Title: The War of the Worlds
Author: H. G. Wells
Genre: Fiction, classics, science fiction
Where I got the book: I purchased this book through Bokkilden.
My rating: ★★★☆☆
Summary: The first Martians land in Woking, Surrey, arriving in large artificial cylinders. A curious group of spectators approach them with a white flag but shockingly, they are incinerated by a Heat-Ray. The Martians then begin to assemble their Fighting Machines; massive three-legged machines that make them near invincible. The humans are powerless and can only attempt to escape alive as the newcomers cause boundless destruction. But, there is one crucial factor the Martians did not consider.
“For a time I believed that mankind had been swept out of existence, and that I stood there alone, the last man left alive.”
– The War of the Worlds, H. G. Wells
H. G. Wells’ “The War of the Worlds” was first serialized in 1897 and is considered one of the earliest science fiction stories ever written. It has inspired many adaptations through the years and even influenced the work of several scientists.
I think this can just as much be seen as a book on human nature as a book about Martians invading Earth. It is a depiction of humanity’s struggle to survive while facing a power that is much greater and stronger. However, at the same time Wells points out that mankind have also been savage, ruthless, and greedy in their ways throughout history, and therefore we’re not really in any position to harshly judge or blame the Martians for what they have done. Also, if we think we are superior to other animals, then the Martians must think they are superior to us much in the same way. These are some points that I found interesting, introspective, and valid. It also fits as a social commentary on the British Empire, which is one of the common interpretations of this novel.
However, I honestly have to say that I found the majority of this story to be plodding along. A Martian invasion is definitely an exciting and promising premise, and when we consider the time period it was written in (1895-1897) it’s absolutely very forward-thinking, thorough, and innovative. However, I think there’s very little characterization to speak of here. Sure, there are some philosophical and interesting passages that depicts different aspects of human behavior, but the characters themselves remained very flat and distant for me. The language is rich and quite beautiful but mostly descriptive, and most of the time everything is described from a distance – people in various situations, the Martians themselves, the Martian instruments, and the surrounding environment. The narrator just happens to be in the middle of the chaos (and conveniently enough he is extremely lucky on several occasions), but he is also in a way removed from everything as he is literally telling us his story after the actual event. This type of narration therefore falls into a certain pattern that is basically just a retelling of what happened.
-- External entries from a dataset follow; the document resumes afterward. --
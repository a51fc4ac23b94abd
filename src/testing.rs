//! Test doubles shared by the unit tests

use std::collections::HashMap;
use std::sync::atomic::{AtomicBool, AtomicU64, Ordering};
use std::sync::{Arc, Mutex};

use async_trait::async_trait;
use tokio::sync::mpsc;

use crate::backend::Backend;
use crate::error::TransportError;
use crate::message::{ChatMessage, ClientSignal, OutgoingMessage};
use crate::transport::{InboundEvent, ListenerRegistry, Subscription, Transport};
use crate::types::{MessageId, RoomId, UserId};

/// Transport that records emitted signals
#[derive(Debug, Clone)]
pub struct RecordingTransport {
    pub registry: ListenerRegistry,
    emitted: Arc<Mutex<Vec<ClientSignal>>>,
    failing: Arc<AtomicBool>,
}

impl RecordingTransport {
    pub fn new() -> (Self, mpsc::Receiver<InboundEvent>) {
        let (tx, rx) = mpsc::channel(64);
        let transport = Self {
            registry: ListenerRegistry::new(tx),
            emitted: Arc::new(Mutex::new(Vec::new())),
            failing: Arc::new(AtomicBool::new(false)),
        };
        (transport, rx)
    }

    pub fn emitted(&self) -> Vec<ClientSignal> {
        self.emitted.lock().unwrap().clone()
    }

    /// Emitted signal names, in order
    pub fn names(&self) -> Vec<&'static str> {
        self.emitted().iter().map(ClientSignal::name).collect()
    }

    pub fn clear(&self) {
        self.emitted.lock().unwrap().clear();
    }

    pub fn set_failing(&self, failing: bool) {
        self.failing.store(failing, Ordering::SeqCst);
    }
}

impl Transport for RecordingTransport {
    fn emit(&self, signal: ClientSignal) -> Result<(), TransportError> {
        if self.failing.load(Ordering::SeqCst) {
            return Err(TransportError::ChannelClosed);
        }
        self.emitted.lock().unwrap().push(signal);
        Ok(())
    }

    fn subscribe(&self, room: RoomId) -> Subscription {
        self.registry.subscribe(room)
    }
}

/// Backend with canned history and configurable send outcome
#[derive(Debug, Clone, Default)]
pub struct StubBackend {
    history: Arc<Mutex<HashMap<RoomId, Vec<ChatMessage>>>>,
    failing_sends: Arc<AtomicBool>,
    next_id: Arc<AtomicU64>,
    sent: Arc<Mutex<Vec<OutgoingMessage>>>,
}

impl StubBackend {
    pub fn set_history(&self, room: RoomId, messages: Vec<ChatMessage>) {
        self.history.lock().unwrap().insert(room, messages);
    }

    pub fn set_failing_sends(&self, failing: bool) {
        self.failing_sends.store(failing, Ordering::SeqCst);
    }

    pub fn sent(&self) -> Vec<OutgoingMessage> {
        self.sent.lock().unwrap().clone()
    }
}

#[async_trait]
impl Backend for StubBackend {
    async fn fetch_history(&self, room: &RoomId) -> Result<Vec<ChatMessage>, TransportError> {
        Ok(self
            .history
            .lock()
            .unwrap()
            .get(room)
            .cloned()
            .unwrap_or_default())
    }

    async fn send_message(&self, message: &OutgoingMessage) -> Result<MessageId, TransportError> {
        if self.failing_sends.load(Ordering::SeqCst) {
            return Err(TransportError::Rejected {
                status: 503,
                message: "unavailable".into(),
            });
        }
        self.sent.lock().unwrap().push(message.clone());
        let n = self.next_id.fetch_add(1, Ordering::SeqCst) + 1;
        Ok(MessageId::new(format!("srv-{}", n)))
    }
}

/// Server message with an id
pub fn message(id: &str, sender: u64, room: RoomId, text: &str) -> ChatMessage {
    ChatMessage {
        id: Some(MessageId::new(id)),
        sender_id: UserId(sender),
        room,
        content: text.into(),
        timestamp: Some(chrono::Utc::now()),
        client_ref: None,
    }
}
It has a “and then, and then, and then” quality to it that I personally don’t find engaging enough. If this book had been any longer I would have thought it very tedious to read.
I’m also not sure what I truly think about the ending. On one hand it is clever and actually very plausible, and I kind of did like this way of “solving” the problem as it was somewhat unexpected. On the other hand however it also felt a bit too easy and anti-climactic. I admit I was left thinking “that’s it?” after I was done reading, so I have mixed feelings about it.
Overall I’m glad I finally got to read this famous classic and I do appreciate how ahead of its time and inventive it is. This writing style and type of narration just isn’t my kind of thing, and in the long run the book simply failed to properly engage me.